◆ ASSIGNED TASK ◆
Please find every line of the listing below where "same" occurs and copy it.
BEGIN SUPPLIED DATA
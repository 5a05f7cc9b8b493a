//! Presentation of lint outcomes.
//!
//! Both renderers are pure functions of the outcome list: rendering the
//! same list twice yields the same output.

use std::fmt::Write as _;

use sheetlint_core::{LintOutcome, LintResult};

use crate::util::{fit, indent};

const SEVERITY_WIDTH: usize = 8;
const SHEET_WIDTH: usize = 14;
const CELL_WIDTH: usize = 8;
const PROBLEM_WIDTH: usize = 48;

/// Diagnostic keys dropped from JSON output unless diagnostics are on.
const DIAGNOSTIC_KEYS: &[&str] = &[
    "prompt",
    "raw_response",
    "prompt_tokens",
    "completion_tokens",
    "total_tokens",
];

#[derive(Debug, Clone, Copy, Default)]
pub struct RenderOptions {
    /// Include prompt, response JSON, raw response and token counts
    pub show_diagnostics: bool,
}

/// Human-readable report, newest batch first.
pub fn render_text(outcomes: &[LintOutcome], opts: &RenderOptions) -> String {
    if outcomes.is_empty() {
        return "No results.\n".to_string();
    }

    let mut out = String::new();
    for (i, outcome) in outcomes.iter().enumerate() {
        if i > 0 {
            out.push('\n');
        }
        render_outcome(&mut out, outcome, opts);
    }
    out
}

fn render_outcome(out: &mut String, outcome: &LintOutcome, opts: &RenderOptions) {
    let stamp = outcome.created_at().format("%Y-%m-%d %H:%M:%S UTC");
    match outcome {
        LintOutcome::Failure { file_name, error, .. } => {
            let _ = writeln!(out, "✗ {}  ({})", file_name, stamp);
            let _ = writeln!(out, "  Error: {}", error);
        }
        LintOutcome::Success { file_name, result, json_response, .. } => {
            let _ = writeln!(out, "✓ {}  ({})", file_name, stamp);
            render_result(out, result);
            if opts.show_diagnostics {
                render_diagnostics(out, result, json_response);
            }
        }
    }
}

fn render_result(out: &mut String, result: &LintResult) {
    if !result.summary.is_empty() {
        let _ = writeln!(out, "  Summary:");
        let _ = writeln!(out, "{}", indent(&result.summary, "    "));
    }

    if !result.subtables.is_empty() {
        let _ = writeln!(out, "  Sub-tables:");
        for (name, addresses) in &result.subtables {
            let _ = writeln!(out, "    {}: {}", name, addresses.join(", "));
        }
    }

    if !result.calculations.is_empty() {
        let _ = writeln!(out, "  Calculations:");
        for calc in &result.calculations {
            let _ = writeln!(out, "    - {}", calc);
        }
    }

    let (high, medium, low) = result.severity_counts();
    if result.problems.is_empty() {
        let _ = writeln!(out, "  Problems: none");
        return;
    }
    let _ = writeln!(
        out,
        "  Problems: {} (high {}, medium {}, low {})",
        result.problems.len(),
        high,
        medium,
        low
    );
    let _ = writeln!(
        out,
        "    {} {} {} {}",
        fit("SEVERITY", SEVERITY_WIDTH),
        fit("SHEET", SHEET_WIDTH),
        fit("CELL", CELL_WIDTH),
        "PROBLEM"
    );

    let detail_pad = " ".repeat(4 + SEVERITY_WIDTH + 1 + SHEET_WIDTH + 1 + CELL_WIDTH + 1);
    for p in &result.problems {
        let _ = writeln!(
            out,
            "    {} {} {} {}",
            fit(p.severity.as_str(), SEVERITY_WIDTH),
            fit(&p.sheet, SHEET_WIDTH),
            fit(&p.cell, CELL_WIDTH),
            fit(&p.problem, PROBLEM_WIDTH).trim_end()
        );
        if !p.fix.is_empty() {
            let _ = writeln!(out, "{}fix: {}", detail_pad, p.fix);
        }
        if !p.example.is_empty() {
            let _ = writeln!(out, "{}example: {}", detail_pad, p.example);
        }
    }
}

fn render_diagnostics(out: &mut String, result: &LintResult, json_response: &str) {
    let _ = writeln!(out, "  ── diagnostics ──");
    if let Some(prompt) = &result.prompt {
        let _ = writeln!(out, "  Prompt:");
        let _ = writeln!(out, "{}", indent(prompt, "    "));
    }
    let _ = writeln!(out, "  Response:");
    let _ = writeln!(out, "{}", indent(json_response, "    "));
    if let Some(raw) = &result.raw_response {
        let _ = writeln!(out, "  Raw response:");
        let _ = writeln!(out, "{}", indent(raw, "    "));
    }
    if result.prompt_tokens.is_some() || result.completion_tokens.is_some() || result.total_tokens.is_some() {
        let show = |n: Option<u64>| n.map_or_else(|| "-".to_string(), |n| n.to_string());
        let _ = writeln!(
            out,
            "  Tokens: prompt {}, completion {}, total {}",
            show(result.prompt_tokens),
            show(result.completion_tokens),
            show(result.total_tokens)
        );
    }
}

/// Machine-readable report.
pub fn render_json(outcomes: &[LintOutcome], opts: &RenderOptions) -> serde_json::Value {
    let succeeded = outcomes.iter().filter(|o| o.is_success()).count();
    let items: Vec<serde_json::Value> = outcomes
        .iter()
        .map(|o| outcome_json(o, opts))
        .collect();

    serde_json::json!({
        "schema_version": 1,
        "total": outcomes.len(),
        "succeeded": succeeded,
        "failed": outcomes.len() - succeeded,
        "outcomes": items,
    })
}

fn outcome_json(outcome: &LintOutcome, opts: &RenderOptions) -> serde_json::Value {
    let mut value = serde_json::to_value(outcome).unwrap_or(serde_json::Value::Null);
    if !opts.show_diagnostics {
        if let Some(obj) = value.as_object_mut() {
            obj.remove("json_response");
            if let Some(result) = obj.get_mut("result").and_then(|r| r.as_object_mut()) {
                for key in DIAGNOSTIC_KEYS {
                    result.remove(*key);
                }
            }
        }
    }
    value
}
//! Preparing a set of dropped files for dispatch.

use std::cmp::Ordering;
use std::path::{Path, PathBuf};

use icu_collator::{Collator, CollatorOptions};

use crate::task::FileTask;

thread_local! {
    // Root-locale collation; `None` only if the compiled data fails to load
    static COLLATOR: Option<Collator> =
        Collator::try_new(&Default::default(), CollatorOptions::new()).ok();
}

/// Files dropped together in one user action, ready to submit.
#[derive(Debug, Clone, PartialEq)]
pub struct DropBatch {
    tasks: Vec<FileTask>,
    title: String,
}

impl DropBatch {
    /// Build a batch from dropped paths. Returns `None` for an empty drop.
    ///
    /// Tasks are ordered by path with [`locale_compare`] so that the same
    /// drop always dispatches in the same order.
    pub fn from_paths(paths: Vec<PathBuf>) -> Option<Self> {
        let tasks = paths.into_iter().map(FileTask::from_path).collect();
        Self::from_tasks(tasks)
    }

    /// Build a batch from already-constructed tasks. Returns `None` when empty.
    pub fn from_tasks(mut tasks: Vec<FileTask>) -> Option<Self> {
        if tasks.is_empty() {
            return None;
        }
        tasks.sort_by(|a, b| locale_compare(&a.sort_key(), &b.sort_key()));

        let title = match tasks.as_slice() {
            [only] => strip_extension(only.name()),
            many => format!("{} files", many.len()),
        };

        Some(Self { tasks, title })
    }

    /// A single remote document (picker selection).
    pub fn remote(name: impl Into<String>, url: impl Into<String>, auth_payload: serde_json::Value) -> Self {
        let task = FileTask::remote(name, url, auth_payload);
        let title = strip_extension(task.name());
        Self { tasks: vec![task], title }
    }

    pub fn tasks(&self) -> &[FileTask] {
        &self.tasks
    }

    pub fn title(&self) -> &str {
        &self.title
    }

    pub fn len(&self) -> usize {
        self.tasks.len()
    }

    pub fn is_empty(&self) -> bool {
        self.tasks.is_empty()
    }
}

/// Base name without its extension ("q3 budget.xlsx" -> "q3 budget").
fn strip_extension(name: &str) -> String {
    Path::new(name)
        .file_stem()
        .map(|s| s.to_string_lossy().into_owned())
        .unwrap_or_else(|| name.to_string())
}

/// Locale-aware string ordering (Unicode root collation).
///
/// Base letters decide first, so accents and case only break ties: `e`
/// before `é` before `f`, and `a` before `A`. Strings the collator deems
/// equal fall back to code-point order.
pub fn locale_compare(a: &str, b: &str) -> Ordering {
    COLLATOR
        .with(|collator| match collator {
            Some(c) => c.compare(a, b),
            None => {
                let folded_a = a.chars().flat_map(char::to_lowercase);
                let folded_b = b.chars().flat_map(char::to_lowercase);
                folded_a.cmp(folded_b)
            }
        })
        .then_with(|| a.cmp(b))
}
END SUPPLIED DATA
◆ OUTPUT OF THE EXERCISE ◆
//! same list twice yields the same output.
    /// Tasks are ordered by path with [`locale_compare`] so that the same
    /// drop always dispatches in the same order.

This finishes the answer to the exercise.